_Exercise aim_: Extract, unchanged, every line from the top of the material below through the line with "#[derive(Debug, Clone, PartialEq, Eq, Serialize, Deserialize)]", and no more.

_Recorded information_:
□ □ □ □ □
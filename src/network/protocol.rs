//! Wire protocol: one JSON object per line.
//!
//! Requests are `{"type": <command>, ...params}`; responses are
//! `{"status": "success" | "error", ...payload}` with the error text under `message`.

use serde::{Deserialize, Serialize};
use serde_json::{Map, Value};
use thiserror::Error;

/// Failures that end a connection.
#[derive(Error, Debug)]
pub enum ProtocolError {
    #[error("Malformed message: {0}")]
    Malformed(String),

    #[error("Message has no string 'type' field")]
    MissingType,

    #[error("Line exceeds {limit} bytes without a delimiter")]
    LineTooLong { limit: usize },

    #[error("Failed to encode message: {0}")]
    Encode(String),

    #[error("Transport error: {0}")]
    Io(#[from] std::io::Error),
}

/// Failures answered with an error response; the connection stays open.
#[derive(Error, Debug, Clone, PartialEq, Eq)]
pub enum CommandError {
    #[error("Unknown command")]
    Unknown(String),

    #[error("Invalid parameters for {command}: {reason}")]
    InvalidParameters { command: String, reason: String },
}

/// Every command a device understands.
#[derive(Debug, Clone, PartialEq, Eq, Serialize, Deserialize)]
#[serde(tag = "type", rename_all = "snake_case")]
pub enum Command {
    /// Enable detection and actuation
    StartTracking,
    /// Disable detection; actuator to `none`
    StopTracking,
    /// Tracking and recording flags
    Status,
    /// Latest frame as a downsized base64 preview
    GetFrame,
    /// Finished recordings, newest first
    ListRecordings,
    /// One recording as base64
    DownloadRecording {
        /// Bare file name as returned by `list_recordings`
        filename: String,
    },
    /// Reboot the host after replying
    Reboot,
    /// Power off the host after replying
    PowerOff,
}

/// Wire names of all commands, in declaration order.
pub const COMMAND_NAMES: &[&str] = &[
    "start_tracking",
    "stop_tracking",
    "status",
    "get_frame",
    "list_recordings",
    "download_recording",
    "reboot",
    "power_off",
];

impl Command {
    /// Wire name of this command.
    pub fn name(&self) -> &'static str {
        match self {
            Command::StartTracking => "start_tracking",
            Command::StopTracking => "stop_tracking",
            Command::Status => "status",
            Command::GetFrame => "get_frame",
            Command::ListRecordings => "list_recordings",
            Command::DownloadRecording { .. } => "download_recording",
            Command::Reboot => "reboot",
            Command::PowerOff => "power_off",
        }
    }

    /// Decode one request line.
    ///
    /// The outer error is a [`ProtocolError`] (drop the connection); the inner one is a
    /// [`CommandError`] (answer with an error response).
    pub fn decode(line: &[u8]) -> Result<Result<Command, CommandError>, ProtocolError> {
        let value: Value =
            serde_json::from_slice(line).map_err(|e| ProtocolError::Malformed(e.to_string()))?;
        let Value::Object(object) = value else {
            return Err(ProtocolError::Malformed("expected a JSON object".to_string()));
        };
        let name = match object.get("type") {
            Some(Value::String(name)) => name.clone(),
            _ => return Err(ProtocolError::MissingType),
        };

        if !COMMAND_NAMES.contains(&name.as_str()) {
            return Ok(Err(CommandError::Unknown(name)));
        }

        Ok(
            serde_json::from_value(Value::Object(object)).map_err(|e| {
                CommandError::InvalidParameters {
                    command: name,
                    reason: e.to_string(),
                }
            }),
        )
    }
}

/// Response status tag.
#[derive(Debug, Clone, Copy, PartialEq, Eq, Serialize, Deserialize)]
#[serde(rename_all = "snake_case")]
pub enum ResponseStatus {
    /// `"success"`
    Success,
    /// `"error"`, with a `message`
    Error,
}

/// A status tag plus a free-form payload.
#[derive(Debug, Clone, PartialEq, Serialize, Deserialize)]
pub struct Response {
    /// Outcome tag
    pub status: ResponseStatus,
    #[serde(flatten)]
    /// Command-specific fields, flattened beside `status`
    pub payload: Map<String, Value>,
}

impl Response {
    /// Empty success response.
    pub fn success() -> Self {
        Self {
            status: ResponseStatus::Success,
            payload: Map::new(),
        }
    }

    /// Error response carrying `message`.
    pub fn error(message: impl Into<String>) -> Self {
        Self {
            status: ResponseStatus::Error,
            payload: Map::new(),
        }
        .with("message", message.into())
    }

    /// Add a payload field.
    pub fn with(mut self, key: &str, value: impl Into<Value>) -> Self {
        self.payload.insert(key.to_string(), value.into());
        self
    }

    /// Whether the status is `success`.
    pub fn is_success(&self) -> bool {
        self.status == ResponseStatus::Success
    }

    /// Error text of an error response.
    pub fn message(&self) -> Option<&str> {
        self.get_str("message")
    }

    /// Raw payload field.
    pub fn get(&self, key: &str) -> Option<&Value> {
        self.payload.get(key)
    }

    pub fn get_str(&self, key: &str) -> Option<&str> {
        self.payload.get(key).and_then(Value::as_str)
    }

    pub fn get_bool(&self, key: &str) -> Option<bool> {
        self.payload.get(key).and_then(Value::as_bool)
    }

    pub fn get_u64(&self, key: &str) -> Option<u64> {
        self.payload.get(key).and_then(Value::as_u64)
    }

    /// Decode one response line.
    pub fn decode(line: &[u8]) -> Result<Self, ProtocolError> {
        serde_json::from_slice(line).map_err(|e| ProtocolError::Malformed(e.to_string()))
    }
}

impl From<CommandError> for Response {
    fn from(err: CommandError) -> Self {
        Response::error(err.to_string())
    }
}

/// Serialize a message followed by the line delimiter.
pub fn encode_line<T: Serialize>(message: &T) -> Result<Vec<u8>, ProtocolError> {
    let mut line = serde_json::to_vec(message).map_err(|e| ProtocolError::Encode(e.to_string()))?;
    line.push(b'\n');
    Ok(line)
}

#[cfg(test)]
mod tests {
    use super::*;
    use serde_json::json;

    #[test]
    fn decodes_known_commands() {
        let cmd = Command::decode(br#"{"type":"start_tracking"}"#).unwrap().unwrap();
        assert_eq!(cmd, Command::StartTracking);

        let cmd = Command::decode(br#"{"type":"download_recording","filename":"a.mp4"}"#)
            .unwrap()
            .unwrap();
        assert_eq!(
            cmd,
            Command::DownloadRecording {
                filename: "a.mp4".into()
            }
        );
    }

    #[test]
    fn unknown_type_is_command_error() {
        let err = Command::decode(br#"{"type":"self_destruct"}"#).unwrap().unwrap_err();
        assert_eq!(err, CommandError::Unknown("self_destruct".into()));
        assert_eq!(Response::from(err).message(), Some("Unknown command"));
    }

    #[test]
    fn missing_parameter_is_command_error() {
        let err = Command::decode(br#"{"type":"download_recording"}"#)
            .unwrap()
            .unwrap_err();
        assert!(matches!(err, CommandError::InvalidParameters { ref command, .. } if command == "download_recording"));
    }

    #[test]
    fn malformed_input_is_protocol_error() {
        assert!(matches!(Command::decode(b"{not json"), Err(ProtocolError::Malformed(_))));
        assert!(matches!(Command::decode(b"[1,2]"), Err(ProtocolError::Malformed(_))));
        assert!(matches!(Command::decode(br#"{"kind":"status"}"#), Err(ProtocolError::MissingType)));
        assert!(matches!(Command::decode(br#"{"type":7}"#), Err(ProtocolError::MissingType)));
    }

    #[test]
    fn command_names_match_serde_tags() {
        let all = [
            Command::StartTracking,
            Command::StopTracking,
            Command::Status,
            Command::GetFrame,
            Command::ListRecordings,
            Command::DownloadRecording { filename: "x".into() },
            Command::Reboot,
            Command::PowerOff,
        ];
        assert_eq!(all.len(), COMMAND_NAMES.len());
        for cmd in all {
            let value = serde_json::to_value(&cmd).unwrap();
            assert_eq!(value["type"], json!(cmd.name()));
            assert!(COMMAND_NAMES.contains(&cmd.name()));
        }
    }

    #[test]
    fn response_wire_shape() {
        let line = encode_line(&Response::error("No frame")).unwrap();
        assert_eq!(line.last(), Some(&b'\n'));
        let value: Value = serde_json::from_slice(&line).unwrap();
        assert_eq!(value, json!({"status": "error", "message": "No frame"}));

        let resp = Response::decode(br#"{"status":"success","tracking_status":true}"#).unwrap();
        assert!(resp.is_success());
        assert_eq!(resp.get_bool("tracking_status"), Some(true));
    }
}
□ □ □ □ □
_Finished task_:
filename src/network/protocol.rs
//! Wire protocol: one JSON object per line.
//!
//! Requests are `{"type": <command>, ...params}`; responses are
//! `{"status": "success" | "error", ...payload}` with the error text under `message`.

use serde::{Deserialize, Serialize};
use serde_json::{Map, Value};
use thiserror::Error;

/// Failures that end a connection.
#[derive(Error, Debug)]
pub enum ProtocolError {
    #[error("Malformed message: {0}")]
    Malformed(String),

    #[error("Message has no string 'type' field")]
    MissingType,

    #[error("Line exceeds {limit} bytes without a delimiter")]
    LineTooLong { limit: usize },

    #[error("Failed to encode message: {0}")]
    Encode(String),

    #[error("Transport error: {0}")]
    Io(#[from] std::io::Error),
}

/// Failures answered with an error response; the connection stays open.
#[derive(Error, Debug, Clone, PartialEq, Eq)]
pub enum CommandError {
    #[error("Unknown command")]
    Unknown(String),

    #[error("Invalid parameters for {command}: {reason}")]
    InvalidParameters { command: String, reason: String },
}

/// Every command a device understands.
#[derive(Debug, Clone, PartialEq, Eq, Serialize, Deserialize)]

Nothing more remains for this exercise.